Task details: Within the records below, find each line with the word "PayloadTooLarge" and copy it out.

Data items
------------------------------------------------------------
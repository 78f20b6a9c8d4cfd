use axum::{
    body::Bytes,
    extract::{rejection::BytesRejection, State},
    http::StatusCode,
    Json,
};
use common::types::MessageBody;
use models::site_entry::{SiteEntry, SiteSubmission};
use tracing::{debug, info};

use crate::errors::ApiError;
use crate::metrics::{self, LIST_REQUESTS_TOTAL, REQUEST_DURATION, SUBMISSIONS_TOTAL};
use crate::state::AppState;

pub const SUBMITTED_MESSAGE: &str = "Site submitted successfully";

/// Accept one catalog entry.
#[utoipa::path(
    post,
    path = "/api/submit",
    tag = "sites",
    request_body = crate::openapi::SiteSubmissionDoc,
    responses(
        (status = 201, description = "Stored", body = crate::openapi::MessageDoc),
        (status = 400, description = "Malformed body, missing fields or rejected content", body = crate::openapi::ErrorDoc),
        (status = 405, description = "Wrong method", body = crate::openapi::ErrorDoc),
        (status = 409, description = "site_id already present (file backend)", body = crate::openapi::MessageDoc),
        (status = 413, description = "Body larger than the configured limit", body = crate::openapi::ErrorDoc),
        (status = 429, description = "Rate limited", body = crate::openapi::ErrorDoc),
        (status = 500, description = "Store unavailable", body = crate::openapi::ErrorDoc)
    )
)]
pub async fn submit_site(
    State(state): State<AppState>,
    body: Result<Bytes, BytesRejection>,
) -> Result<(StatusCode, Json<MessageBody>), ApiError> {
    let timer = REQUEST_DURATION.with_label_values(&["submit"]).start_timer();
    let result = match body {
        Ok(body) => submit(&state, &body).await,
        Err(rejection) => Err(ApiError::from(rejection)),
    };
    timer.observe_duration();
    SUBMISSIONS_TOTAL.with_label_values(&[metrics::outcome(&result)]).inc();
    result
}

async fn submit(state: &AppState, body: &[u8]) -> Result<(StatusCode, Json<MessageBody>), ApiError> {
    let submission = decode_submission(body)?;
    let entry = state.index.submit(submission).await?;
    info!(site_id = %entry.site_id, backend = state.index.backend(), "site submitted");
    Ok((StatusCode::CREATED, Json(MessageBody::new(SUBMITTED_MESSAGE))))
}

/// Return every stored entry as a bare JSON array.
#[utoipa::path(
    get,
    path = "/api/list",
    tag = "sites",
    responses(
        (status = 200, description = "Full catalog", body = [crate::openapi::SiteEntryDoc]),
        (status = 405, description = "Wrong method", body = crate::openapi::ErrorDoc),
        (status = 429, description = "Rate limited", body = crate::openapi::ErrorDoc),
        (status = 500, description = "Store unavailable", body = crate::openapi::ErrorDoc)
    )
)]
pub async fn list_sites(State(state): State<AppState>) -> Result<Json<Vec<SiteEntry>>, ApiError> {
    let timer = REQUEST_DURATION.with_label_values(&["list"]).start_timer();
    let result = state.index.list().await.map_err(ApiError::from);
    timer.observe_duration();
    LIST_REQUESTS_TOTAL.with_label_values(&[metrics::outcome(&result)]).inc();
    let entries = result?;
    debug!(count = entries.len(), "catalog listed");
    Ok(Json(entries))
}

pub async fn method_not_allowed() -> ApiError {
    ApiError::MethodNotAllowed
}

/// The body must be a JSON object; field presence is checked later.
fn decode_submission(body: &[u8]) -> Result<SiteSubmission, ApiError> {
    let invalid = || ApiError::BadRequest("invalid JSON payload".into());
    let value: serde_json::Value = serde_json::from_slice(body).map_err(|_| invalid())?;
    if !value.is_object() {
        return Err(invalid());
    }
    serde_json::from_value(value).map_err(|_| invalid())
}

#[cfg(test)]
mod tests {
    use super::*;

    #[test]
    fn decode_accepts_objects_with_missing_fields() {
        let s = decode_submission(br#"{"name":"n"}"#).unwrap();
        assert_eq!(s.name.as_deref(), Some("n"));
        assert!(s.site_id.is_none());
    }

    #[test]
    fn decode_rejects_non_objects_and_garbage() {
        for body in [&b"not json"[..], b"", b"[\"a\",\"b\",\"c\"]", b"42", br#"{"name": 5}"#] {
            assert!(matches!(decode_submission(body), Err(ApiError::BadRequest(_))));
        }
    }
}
------------------------------------------------------------
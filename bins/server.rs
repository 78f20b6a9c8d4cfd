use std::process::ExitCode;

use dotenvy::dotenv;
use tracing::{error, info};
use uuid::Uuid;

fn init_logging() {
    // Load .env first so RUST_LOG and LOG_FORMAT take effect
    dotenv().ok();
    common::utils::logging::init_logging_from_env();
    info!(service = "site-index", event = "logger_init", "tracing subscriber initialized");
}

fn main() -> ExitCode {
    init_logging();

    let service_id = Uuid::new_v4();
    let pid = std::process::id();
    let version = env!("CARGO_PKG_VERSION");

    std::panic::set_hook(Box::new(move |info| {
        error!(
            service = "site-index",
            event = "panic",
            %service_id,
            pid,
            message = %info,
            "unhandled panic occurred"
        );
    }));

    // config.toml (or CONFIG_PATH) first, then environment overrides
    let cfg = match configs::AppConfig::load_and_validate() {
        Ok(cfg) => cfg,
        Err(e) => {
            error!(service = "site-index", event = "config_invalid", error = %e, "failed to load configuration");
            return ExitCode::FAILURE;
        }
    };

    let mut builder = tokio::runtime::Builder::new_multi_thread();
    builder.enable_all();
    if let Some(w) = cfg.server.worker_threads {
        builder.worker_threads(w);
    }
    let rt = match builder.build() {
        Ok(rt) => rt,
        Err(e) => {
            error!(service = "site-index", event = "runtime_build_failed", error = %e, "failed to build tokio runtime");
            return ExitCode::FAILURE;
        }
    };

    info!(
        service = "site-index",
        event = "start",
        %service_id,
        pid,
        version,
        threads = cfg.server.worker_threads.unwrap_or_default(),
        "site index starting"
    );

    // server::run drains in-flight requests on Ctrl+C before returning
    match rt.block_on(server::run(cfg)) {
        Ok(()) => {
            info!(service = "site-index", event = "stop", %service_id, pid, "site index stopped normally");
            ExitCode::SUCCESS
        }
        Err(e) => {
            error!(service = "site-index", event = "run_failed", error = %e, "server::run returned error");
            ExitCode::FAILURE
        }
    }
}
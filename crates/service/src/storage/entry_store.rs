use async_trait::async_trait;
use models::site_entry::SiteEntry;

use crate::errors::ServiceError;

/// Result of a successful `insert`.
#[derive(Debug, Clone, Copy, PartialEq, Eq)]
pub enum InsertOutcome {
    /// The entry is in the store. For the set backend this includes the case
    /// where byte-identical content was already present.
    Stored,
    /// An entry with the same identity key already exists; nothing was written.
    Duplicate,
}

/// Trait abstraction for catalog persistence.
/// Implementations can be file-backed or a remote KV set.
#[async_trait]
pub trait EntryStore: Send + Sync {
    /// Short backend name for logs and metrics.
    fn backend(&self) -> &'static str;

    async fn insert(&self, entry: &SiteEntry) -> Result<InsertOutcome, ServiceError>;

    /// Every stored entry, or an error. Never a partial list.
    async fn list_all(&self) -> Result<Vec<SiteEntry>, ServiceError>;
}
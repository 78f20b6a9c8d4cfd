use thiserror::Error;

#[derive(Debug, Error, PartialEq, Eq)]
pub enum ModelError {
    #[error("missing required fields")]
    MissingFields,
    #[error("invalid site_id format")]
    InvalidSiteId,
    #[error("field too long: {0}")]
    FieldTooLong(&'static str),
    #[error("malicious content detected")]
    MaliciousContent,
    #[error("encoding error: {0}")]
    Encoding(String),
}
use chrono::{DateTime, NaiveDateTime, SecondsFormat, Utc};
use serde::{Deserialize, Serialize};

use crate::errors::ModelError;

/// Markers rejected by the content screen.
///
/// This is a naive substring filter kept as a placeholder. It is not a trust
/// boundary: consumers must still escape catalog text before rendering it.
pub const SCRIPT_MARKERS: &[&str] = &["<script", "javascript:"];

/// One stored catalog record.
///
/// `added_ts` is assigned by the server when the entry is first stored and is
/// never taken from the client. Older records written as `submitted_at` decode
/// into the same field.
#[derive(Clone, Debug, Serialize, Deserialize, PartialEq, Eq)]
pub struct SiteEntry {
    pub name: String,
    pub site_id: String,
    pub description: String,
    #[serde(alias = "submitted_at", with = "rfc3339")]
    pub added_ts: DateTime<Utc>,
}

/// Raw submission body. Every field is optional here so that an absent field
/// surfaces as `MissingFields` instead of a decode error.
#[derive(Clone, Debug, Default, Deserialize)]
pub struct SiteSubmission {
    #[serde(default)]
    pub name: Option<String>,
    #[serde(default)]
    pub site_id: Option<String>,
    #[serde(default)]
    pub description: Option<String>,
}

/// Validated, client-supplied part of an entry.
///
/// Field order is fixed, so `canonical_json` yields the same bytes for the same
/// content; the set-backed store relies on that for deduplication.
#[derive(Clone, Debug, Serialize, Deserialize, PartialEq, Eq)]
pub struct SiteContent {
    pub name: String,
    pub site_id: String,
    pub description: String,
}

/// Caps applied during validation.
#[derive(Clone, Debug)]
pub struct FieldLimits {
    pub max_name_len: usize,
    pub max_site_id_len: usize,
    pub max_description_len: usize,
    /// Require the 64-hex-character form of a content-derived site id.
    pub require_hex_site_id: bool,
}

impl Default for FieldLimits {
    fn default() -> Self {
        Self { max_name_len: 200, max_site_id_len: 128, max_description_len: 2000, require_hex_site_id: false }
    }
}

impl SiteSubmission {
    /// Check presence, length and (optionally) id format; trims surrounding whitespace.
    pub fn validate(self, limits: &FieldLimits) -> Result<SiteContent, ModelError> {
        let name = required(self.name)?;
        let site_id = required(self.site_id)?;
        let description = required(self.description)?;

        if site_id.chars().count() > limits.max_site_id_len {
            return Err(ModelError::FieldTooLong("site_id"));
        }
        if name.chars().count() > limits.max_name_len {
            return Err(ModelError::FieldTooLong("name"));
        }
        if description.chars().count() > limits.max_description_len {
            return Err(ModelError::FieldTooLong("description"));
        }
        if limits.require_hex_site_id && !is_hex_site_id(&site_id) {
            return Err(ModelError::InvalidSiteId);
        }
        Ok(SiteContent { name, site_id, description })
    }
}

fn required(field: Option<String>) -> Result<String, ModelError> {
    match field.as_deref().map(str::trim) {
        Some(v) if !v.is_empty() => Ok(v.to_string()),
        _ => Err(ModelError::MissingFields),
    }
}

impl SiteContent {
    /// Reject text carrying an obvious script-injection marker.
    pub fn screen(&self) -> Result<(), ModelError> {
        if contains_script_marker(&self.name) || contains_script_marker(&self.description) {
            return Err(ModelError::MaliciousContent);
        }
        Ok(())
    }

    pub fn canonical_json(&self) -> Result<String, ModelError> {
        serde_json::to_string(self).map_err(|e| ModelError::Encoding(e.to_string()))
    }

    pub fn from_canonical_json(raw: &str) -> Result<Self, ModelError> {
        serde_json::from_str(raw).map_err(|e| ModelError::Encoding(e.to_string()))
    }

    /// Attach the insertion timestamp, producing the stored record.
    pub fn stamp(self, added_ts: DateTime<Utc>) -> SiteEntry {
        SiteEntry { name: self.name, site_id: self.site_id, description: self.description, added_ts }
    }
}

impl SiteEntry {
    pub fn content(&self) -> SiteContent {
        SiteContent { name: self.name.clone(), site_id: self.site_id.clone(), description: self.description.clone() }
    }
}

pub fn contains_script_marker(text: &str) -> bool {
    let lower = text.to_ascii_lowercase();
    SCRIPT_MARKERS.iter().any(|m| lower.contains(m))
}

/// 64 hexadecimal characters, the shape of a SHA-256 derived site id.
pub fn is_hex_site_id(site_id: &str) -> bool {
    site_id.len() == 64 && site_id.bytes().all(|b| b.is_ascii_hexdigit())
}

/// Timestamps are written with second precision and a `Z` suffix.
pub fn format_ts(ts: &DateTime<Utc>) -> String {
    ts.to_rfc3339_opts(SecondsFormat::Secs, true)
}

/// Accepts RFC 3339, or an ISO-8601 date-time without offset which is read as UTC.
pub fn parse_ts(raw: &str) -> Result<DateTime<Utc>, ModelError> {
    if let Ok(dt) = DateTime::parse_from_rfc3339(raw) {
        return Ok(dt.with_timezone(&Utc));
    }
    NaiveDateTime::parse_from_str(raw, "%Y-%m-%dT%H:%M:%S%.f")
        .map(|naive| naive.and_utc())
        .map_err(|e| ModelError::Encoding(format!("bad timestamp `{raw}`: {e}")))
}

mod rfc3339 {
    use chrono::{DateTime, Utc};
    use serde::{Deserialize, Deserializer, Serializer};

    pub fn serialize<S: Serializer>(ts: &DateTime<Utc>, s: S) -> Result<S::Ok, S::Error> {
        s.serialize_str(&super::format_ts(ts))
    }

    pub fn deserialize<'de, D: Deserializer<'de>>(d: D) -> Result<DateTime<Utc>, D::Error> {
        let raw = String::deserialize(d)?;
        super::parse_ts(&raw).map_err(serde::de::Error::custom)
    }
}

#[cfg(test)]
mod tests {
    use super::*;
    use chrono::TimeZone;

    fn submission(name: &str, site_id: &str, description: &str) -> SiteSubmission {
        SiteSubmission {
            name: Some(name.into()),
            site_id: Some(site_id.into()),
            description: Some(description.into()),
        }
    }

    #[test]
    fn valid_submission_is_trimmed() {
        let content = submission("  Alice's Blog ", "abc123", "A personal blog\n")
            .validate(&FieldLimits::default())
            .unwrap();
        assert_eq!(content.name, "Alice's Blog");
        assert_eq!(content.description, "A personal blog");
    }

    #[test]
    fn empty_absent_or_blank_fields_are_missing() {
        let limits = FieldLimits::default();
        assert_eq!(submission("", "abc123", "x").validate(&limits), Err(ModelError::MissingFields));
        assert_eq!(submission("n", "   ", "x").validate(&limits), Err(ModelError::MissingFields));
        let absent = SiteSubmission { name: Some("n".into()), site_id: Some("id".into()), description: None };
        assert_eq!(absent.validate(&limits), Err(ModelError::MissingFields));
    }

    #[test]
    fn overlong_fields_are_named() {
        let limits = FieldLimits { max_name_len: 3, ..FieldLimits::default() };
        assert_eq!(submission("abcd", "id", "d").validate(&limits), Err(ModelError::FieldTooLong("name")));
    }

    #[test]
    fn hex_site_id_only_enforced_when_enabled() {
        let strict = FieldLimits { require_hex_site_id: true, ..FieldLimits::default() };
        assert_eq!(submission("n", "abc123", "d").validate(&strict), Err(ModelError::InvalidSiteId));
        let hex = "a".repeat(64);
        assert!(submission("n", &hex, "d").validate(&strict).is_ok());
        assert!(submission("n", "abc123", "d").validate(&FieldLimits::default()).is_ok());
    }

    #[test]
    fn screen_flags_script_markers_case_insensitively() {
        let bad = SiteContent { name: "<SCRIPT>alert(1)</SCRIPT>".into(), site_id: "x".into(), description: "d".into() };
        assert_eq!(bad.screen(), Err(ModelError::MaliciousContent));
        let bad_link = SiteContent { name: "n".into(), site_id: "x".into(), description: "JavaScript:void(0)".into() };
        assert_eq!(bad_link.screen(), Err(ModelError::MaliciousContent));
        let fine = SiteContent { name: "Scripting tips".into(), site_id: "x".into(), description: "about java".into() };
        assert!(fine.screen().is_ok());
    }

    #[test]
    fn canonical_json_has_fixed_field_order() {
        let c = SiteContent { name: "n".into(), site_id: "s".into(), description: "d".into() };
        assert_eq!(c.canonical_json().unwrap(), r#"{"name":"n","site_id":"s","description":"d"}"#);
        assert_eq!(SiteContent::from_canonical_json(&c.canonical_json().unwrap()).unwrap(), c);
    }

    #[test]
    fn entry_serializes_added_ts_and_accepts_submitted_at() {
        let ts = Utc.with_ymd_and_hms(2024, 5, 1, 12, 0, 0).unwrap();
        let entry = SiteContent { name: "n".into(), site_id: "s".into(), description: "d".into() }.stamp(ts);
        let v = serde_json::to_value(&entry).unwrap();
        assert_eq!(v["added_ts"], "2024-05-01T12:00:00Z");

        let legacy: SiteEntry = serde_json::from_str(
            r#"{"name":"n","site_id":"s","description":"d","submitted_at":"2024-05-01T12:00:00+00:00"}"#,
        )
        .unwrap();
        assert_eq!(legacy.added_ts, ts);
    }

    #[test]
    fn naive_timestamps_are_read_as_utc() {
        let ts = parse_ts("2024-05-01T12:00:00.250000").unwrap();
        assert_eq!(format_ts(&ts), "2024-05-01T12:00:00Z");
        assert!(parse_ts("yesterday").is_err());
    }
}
------------------------------------------------------------
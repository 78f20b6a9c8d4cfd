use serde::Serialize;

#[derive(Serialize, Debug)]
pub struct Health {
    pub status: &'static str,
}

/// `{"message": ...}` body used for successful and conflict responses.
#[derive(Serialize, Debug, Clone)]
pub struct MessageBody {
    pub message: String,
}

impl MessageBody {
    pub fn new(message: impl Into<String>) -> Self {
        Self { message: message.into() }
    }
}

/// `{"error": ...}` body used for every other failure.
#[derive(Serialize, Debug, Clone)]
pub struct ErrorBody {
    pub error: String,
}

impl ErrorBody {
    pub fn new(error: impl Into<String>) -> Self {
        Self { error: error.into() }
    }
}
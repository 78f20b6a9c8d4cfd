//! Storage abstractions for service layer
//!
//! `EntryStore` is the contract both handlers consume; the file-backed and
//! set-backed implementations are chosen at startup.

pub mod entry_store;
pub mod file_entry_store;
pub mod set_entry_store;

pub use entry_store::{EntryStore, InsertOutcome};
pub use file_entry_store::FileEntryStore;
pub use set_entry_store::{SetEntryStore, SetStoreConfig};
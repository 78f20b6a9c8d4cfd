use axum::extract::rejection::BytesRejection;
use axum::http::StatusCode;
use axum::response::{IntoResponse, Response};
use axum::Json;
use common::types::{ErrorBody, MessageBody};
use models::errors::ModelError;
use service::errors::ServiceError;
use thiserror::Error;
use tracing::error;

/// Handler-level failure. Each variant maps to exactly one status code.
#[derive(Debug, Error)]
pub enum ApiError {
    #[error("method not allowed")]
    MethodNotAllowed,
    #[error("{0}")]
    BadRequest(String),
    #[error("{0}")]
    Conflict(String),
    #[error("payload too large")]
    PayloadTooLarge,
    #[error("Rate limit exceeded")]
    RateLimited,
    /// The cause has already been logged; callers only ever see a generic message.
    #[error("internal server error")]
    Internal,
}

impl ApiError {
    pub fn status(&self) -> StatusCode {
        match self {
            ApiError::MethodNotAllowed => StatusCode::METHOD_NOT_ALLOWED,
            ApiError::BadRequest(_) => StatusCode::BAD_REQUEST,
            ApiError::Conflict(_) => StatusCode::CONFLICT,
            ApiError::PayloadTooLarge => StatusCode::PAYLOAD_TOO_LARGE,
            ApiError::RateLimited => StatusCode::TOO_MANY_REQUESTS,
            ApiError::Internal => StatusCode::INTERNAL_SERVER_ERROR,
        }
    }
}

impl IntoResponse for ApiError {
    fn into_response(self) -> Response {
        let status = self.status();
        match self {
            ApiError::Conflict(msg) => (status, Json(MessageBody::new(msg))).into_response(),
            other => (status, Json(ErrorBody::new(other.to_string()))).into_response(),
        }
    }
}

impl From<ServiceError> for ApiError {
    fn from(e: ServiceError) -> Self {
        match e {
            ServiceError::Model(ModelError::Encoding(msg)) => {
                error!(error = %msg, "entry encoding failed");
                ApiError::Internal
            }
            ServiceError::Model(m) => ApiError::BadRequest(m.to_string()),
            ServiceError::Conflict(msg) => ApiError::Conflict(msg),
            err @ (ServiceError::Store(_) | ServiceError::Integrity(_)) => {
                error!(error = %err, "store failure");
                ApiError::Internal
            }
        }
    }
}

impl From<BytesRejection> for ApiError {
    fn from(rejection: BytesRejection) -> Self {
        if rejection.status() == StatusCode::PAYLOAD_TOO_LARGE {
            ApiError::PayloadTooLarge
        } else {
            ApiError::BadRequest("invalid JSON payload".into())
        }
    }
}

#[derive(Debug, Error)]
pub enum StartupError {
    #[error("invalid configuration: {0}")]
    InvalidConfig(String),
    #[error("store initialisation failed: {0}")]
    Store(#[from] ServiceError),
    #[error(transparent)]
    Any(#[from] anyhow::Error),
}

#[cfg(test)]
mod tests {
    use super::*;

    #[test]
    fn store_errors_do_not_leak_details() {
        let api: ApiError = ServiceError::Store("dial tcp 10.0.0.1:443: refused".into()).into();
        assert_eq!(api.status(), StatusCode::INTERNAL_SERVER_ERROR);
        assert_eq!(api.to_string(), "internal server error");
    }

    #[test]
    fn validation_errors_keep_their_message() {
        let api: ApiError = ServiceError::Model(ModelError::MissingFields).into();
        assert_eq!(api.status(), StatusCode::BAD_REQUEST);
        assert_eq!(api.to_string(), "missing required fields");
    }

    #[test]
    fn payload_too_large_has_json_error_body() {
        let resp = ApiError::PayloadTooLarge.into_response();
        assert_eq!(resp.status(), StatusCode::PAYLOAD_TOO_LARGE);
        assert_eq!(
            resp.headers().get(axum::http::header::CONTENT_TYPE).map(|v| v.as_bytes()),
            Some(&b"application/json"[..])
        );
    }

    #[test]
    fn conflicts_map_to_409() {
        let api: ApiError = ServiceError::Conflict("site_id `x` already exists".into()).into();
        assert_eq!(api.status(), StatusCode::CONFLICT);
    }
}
------------------------------------------------------------
Task output:
    PayloadTooLarge,
            ApiError::PayloadTooLarge => StatusCode::PAYLOAD_TOO_LARGE,
            ApiError::PayloadTooLarge
        let resp = ApiError::PayloadTooLarge.into_response();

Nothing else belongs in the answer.